Stored entries

[Start of Attachment]

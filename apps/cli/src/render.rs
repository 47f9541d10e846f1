//! Builds and prints ordered trees.

use explorer_order::{Entry, EntryKind, TreeListingService, VolumeError};
use serde::Serialize;
use std::fmt::Write;
use std::path::{Path, PathBuf};

/// One entry with its ordered children, down to the requested depth.
#[derive(Debug, Clone, Serialize, PartialEq, Eq)]
#[serde(rename_all = "camelCase")]
pub struct TreeNode {
    pub name: String,
    pub kind: EntryKind,
    pub path: PathBuf,
    #[serde(skip_serializing_if = "Vec::is_empty")]
    pub children: Vec<TreeNode>,
}

impl From<Entry> for TreeNode {
    fn from(entry: Entry) -> Self {
        Self {
            name: entry.name,
            kind: entry.kind,
            path: entry.path,
            children: Vec::new(),
        }
    }
}

/// Lists `dir` and its subdirectories, each in policy order.
///
/// `depth` 1 lists `dir` only. A subdirectory that can't be listed is logged and left empty.
pub fn build_tree(service: &TreeListingService, dir: &Path, depth: usize) -> Result<Vec<TreeNode>, VolumeError> {
    let entries = service.list(dir)?;
    let mut nodes = Vec::with_capacity(entries.len());
    for entry in entries {
        let mut node = TreeNode::from(entry);
        if node.kind == EntryKind::Directory && depth > 1 {
            match build_tree(service, &node.path, depth - 1) {
                Ok(children) => node.children = children,
                Err(e) => log::warn!("Skipping {}: {}", node.path.display(), e),
            }
        }
        nodes.push(node);
    }
    Ok(nodes)
}

/// Renders entries one per line. Directories get a trailing `/`.
pub fn render_list(entries: &[Entry]) -> String {
    let mut out = String::new();
    for entry in entries {
        let _ = writeln!(out, "{}{}", entry.name, suffix(entry.kind));
    }
    out
}

/// Renders a tree with box-drawing guides.
pub fn render_tree(root_label: &str, nodes: &[TreeNode]) -> String {
    let mut out = String::new();
    let _ = writeln!(out, "{}", root_label);
    render_children(nodes, "", &mut out);
    out
}

fn render_children(nodes: &[TreeNode], prefix: &str, out: &mut String) {
    for (index, node) in nodes.iter().enumerate() {
        let last = index + 1 == nodes.len();
        let (branch, indent) = if last { ("└── ", "    ") } else { ("├── ", "│   ") };
        let _ = writeln!(out, "{}{}{}{}", prefix, branch, node.name, suffix(node.kind));
        render_children(&node.children, &format!("{}{}", prefix, indent), out);
    }
}

fn suffix(kind: EntryKind) -> &'static str {
    match kind {
        EntryKind::Directory => "/",
        EntryKind::File => "",
    }
}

[End of Attachment]

- [TASK PROMPT]
Please output each record exactly as it appears above.

- [OUTPUT OF THE TASK]
filename apps/cli/src/render.rs
repository 47f9541d10e846f1
//! Builds and prints ordered trees.

use explorer_order::{Entry, EntryKind, TreeListingService, VolumeError};
use serde::Serialize;
use std::fmt::Write;
use std::path::{Path, PathBuf};

/// One entry with its ordered children, down to the requested depth.
#[derive(Debug, Clone, Serialize, PartialEq, Eq)]
#[serde(rename_all = "camelCase")]
pub struct TreeNode {
    pub name: String,
    pub kind: EntryKind,
    pub path: PathBuf,
    #[serde(skip_serializing_if = "Vec::is_empty")]
    pub children: Vec<TreeNode>,
}

impl From<Entry> for TreeNode {
    fn from(entry: Entry) -> Self {
        Self {
            name: entry.name,
            kind: entry.kind,
            path: entry.path,
            children: Vec::new(),
        }
    }
}

/// Lists `dir` and its subdirectories, each in policy order.
///
/// `depth` 1 lists `dir` only. A subdirectory that can't be listed is logged and left empty.
pub fn build_tree(service: &TreeListingService, dir: &Path, depth: usize) -> Result<Vec<TreeNode>, VolumeError> {
    let entries = service.list(dir)?;
    let mut nodes = Vec::with_capacity(entries.len());
    for entry in entries {
        let mut node = TreeNode::from(entry);
        if node.kind == EntryKind::Directory && depth > 1 {
            match build_tree(service, &node.path, depth - 1) {
                Ok(children) => node.children = children,
                Err(e) => log::warn!("Skipping {}: {}", node.path.display(), e),
            }
        }
        nodes.push(node);
    }
    Ok(nodes)
}

/// Renders entries one per line. Directories get a trailing `/`.
pub fn render_list(entries: &[Entry]) -> String {
    let mut out = String::new();
    for entry in entries {
        let _ = writeln!(out, "{}{}", entry.name, suffix(entry.kind));
    }
    out
}

/// Renders a tree with box-drawing guides.
pub fn render_tree(root_label: &str, nodes: &[TreeNode]) -> String {
    let mut out = String::new();
    let _ = writeln!(out, "{}", root_label);
    render_children(nodes, "", &mut out);
    out
}

fn render_children(nodes: &[TreeNode], prefix: &str, out: &mut String) {
    for (index, node) in nodes.iter().enumerate() {
        let last = index + 1 == nodes.len();
        let (branch, indent) = if last { ("└── ", "    ") } else { ("├── ", "│   ") };
        let _ = writeln!(out, "{}{}{}{}", prefix, branch, node.name, suffix(node.kind));
        render_children(&node.children, &format!("{}{}", prefix, indent), out);
    }
}

fn suffix(kind: EntryKind) -> &'static str {
    match kind {
        EntryKind::Directory => "/",
        EntryKind::File => "",
    }
}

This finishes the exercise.